Summer 2018 Newsletter
Many American workers participate in company retirement plans, methodically contributing to their accounts over time to fund for life after work. Beyond benefiting from employer-funded plans, retirees commonly draw from additional savings tucked away in IRAs or after-tax savings accounts as well. Add Social Security payments to the mix and it should be a recipe for a secure retirement, right? While many retirees thoroughly plan for their retirement, the rising cost of living and unforeseen expenses can mean the retirement income may fall short of anticipated needs. The difference between your retirement income and actual expenses is known as your Retirement Income Gap.
Along with unexpected expenses, increased life expectancy and inflation top the list of culprits that can erode the purchasing power of your retirement account. In the US, average life expectancy is just under age 80 and is the age commonly used as a target for planning. But, that average includes the number of people who die young and unfortunately never see their retirement years. For those that have reached age 65, the Social Security Administration estimates that men will live to approximately age 84 and women to about 86, presenting a significant difference in the estimation of years in retirement.

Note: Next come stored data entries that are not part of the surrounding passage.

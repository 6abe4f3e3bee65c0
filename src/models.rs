use serde::{Deserialize, Serialize};

/// A video eligible for ranking, as supplied by the catalog for one call
#[derive(Debug, Serialize, Deserialize, Clone, PartialEq)]
pub struct VideoCandidate {
    pub id: String,
    pub title: String,
    #[serde(default)]
    pub tags: Vec<String>,
    #[serde(default)]
    pub views: u64,
    #[serde(default)]
    pub likes: u64,
}

impl VideoCandidate {
    pub fn new(id: impl Into<String>, title: impl Into<String>, tags: &[&str], views: u64, likes: u64) -> Self {
        Self {
            id: id.into(),
            title: title.into(),
            tags: tags.iter().map(|t| t.to_string()).collect(),
            views,
            likes,
        }
    }
}

/// A candidate paired with the score it received in this call
#[derive(Debug, Clone, PartialEq)]
pub struct ScoredCandidate {
    pub video: VideoCandidate,
    pub score: f64,
}

/// Ordered, duplicate-free feed of video ids
#[derive(Debug, Serialize, Deserialize, Clone, Default, PartialEq)]
pub struct RankedFeed {
    pub video_ids: Vec<String>,
    /// True when the order came from the text model rather than the score baseline
    #[serde(default)]
    pub reranked: bool,
}

#[derive(Debug, Serialize, Deserialize, Clone, PartialEq)]
pub struct SummaryResult {
    pub summary: String,
    pub key_points: Vec<String>,
}

#[derive(Debug, Serialize, Deserialize, Clone, PartialEq)]
pub struct QuizQuestion {
    pub question: String,
    pub options: Vec<String>,
    pub answer: String,
}

impl QuizQuestion {
    /// Exactly four options and an answer that is one of them
    pub fn is_well_formed(&self) -> bool {
        !self.question.trim().is_empty()
            && self.options.len() == 4
            && self.options.iter().all(|o| !o.is_empty())
            && self.options.contains(&self.answer)
    }
}

#[derive(Debug, Serialize, Deserialize, Clone, PartialEq)]
pub struct QuizResult {
    pub questions: Vec<QuizQuestion>,
}

// Chat message format shared by OpenAI-compatible endpoints
#[derive(Debug, Serialize, Deserialize, Clone, PartialEq)]
pub struct ChatMessage {
    pub role: String,
    pub content: String,
}

impl ChatMessage {
    pub fn user(content: impl Into<String>) -> Self {
        Self {
            role: "user".to_string(),
            content: content.into(),
        }
    }
}

// Chat-completions request format
#[derive(Debug, Serialize, Clone, PartialEq)]
pub struct ChatRequest {
    pub model: String,
    pub messages: Vec<ChatMessage>,
    pub temperature: f32,
    pub max_tokens: u32,
}

// Chat-completions response format
#[derive(Debug, Deserialize, Clone, Default)]
pub struct ChatResponse {
    #[serde(default)]
    pub choices: Vec<Choice>,
}

#[derive(Debug, Deserialize, Clone)]
pub struct Choice {
    pub message: ReplyMessage,
}

#[derive(Debug, Deserialize, Clone)]
pub struct ReplyMessage {
    #[serde(default)]
    pub content: Option<String>,
}

impl ChatResponse {
    /// Response carrying a single assistant message
    pub fn from_text(text: impl Into<String>) -> Self {
        Self {
            choices: vec![Choice {
                message: ReplyMessage {
                    content: Some(text.into()),
                },
            }],
        }
    }

    /// Text of the first choice, empty when the service returned none
    pub fn first_text(&self) -> String {
        self.choices
            .first()
            .and_then(|c| c.message.content.clone())
            .unwrap_or_default()
    }
}

#[cfg(test)]
mod tests {
    use super::*;

    #[test]
    fn test_chat_response_deserializes_openai_shape() {
        let raw = r#"{
            "id": "chatcmpl-1",
            "choices": [
                {"index": 0, "message": {"role": "assistant", "content": "Hello"}, "finish_reason": "stop"}
            ]
        }"#;
        let response: ChatResponse = serde_json::from_str(raw).expect("valid response json");
        assert_eq!(response.first_text(), "Hello");
    }

    #[test]
    fn test_chat_response_without_choices_is_empty_text() {
        let response: ChatResponse = serde_json::from_str("{}").expect("valid response json");
        assert_eq!(response.first_text(), "");
    }

    #[test]
    fn test_quiz_question_well_formed() {
        let mut q = QuizQuestion {
            question: "What is 2 + 2?".to_string(),
            options: vec!["1".into(), "2".into(), "3".into(), "4".into()],
            answer: "4".to_string(),
        };
        assert!(q.is_well_formed());

        q.answer = "5".to_string();
        assert!(!q.is_well_formed());

        q.answer = "4".to_string();
        q.options.pop();
        assert!(!q.is_well_formed());
    }
}
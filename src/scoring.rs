use std::collections::HashSet;

use tracing::debug;

use crate::config::TrendWeights;
use crate::error::{IntelligenceError, Result};
use crate::models::{ScoredCandidate, VideoCandidate};

/// Deterministic relevance scoring: shared tags plus popularity
#[derive(Debug, Clone, Default)]
pub struct ScoringEngine {
    weights: TrendWeights,
}

impl ScoringEngine {
    pub fn new(weights: TrendWeights) -> Self {
        Self { weights }
    }

    /// Number of tags shared with the learner's recent interests, ignoring case
    pub fn tag_overlap(recent: &HashSet<String>, video: &VideoCandidate) -> usize {
        video
            .tags
            .iter()
            .map(|t| t.to_lowercase())
            .collect::<HashSet<_>>()
            .intersection(recent)
            .count()
    }

    pub fn trend_score(&self, video: &VideoCandidate) -> f64 {
        video.views as f64 * self.weights.views + video.likes as f64 * self.weights.likes
    }

    /// Every candidate with its score, highest first, ties broken by ascending id
    pub fn score_all(
        &self,
        candidates: &[VideoCandidate],
        recent_tags: &[String],
    ) -> Vec<ScoredCandidate> {
        let recent: HashSet<String> = recent_tags.iter().map(|t| t.to_lowercase()).collect();

        let mut scored: Vec<ScoredCandidate> = candidates
            .iter()
            .map(|video| ScoredCandidate {
                score: Self::tag_overlap(&recent, video) as f64 + self.trend_score(video),
                video: video.clone(),
            })
            .collect();

        scored.sort_by(|a, b| {
            b.score
                .total_cmp(&a.score)
                .then_with(|| a.video.id.cmp(&b.video.id))
        });
        scored
    }

    /// Top `limit` candidates by score
    pub fn rank(
        &self,
        candidates: &[VideoCandidate],
        recent_tags: &[String],
        limit: usize,
    ) -> Result<Vec<ScoredCandidate>> {
        validate_limit(limit)?;

        let mut scored = self.score_all(candidates, recent_tags);
        scored.truncate(limit);

        debug!(
            candidates = candidates.len(),
            kept = scored.len(),
            "Scored feed candidates"
        );
        Ok(scored)
    }
}

pub fn validate_limit(limit: usize) -> Result<()> {
    if limit < 1 {
        return Err(IntelligenceError::Validation(
            "limit must be at least 1".to_string(),
        ));
    }
    Ok(())
}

Additionally, in the last decade the US inflation rate has been historically low, averaging just 1.7 percent per year. This may lead savers to believe that this trend will continue into retirement. For the 12 months leading up to June 2018, the U.S. Labor Department published a 2.9 percent inflation rate, which is more in line with the U.S. historical average of 3.2 percent. That doesn’t sound so bad until you realize that at this rate prices will double every 20 years.
How can participants avoid a shortfall? Making sound decisions about the areas of retirement planning that employees can control goes a long way. Let’s look at the two biggest sources of retirement income and some guidance on how to maximize their benefits.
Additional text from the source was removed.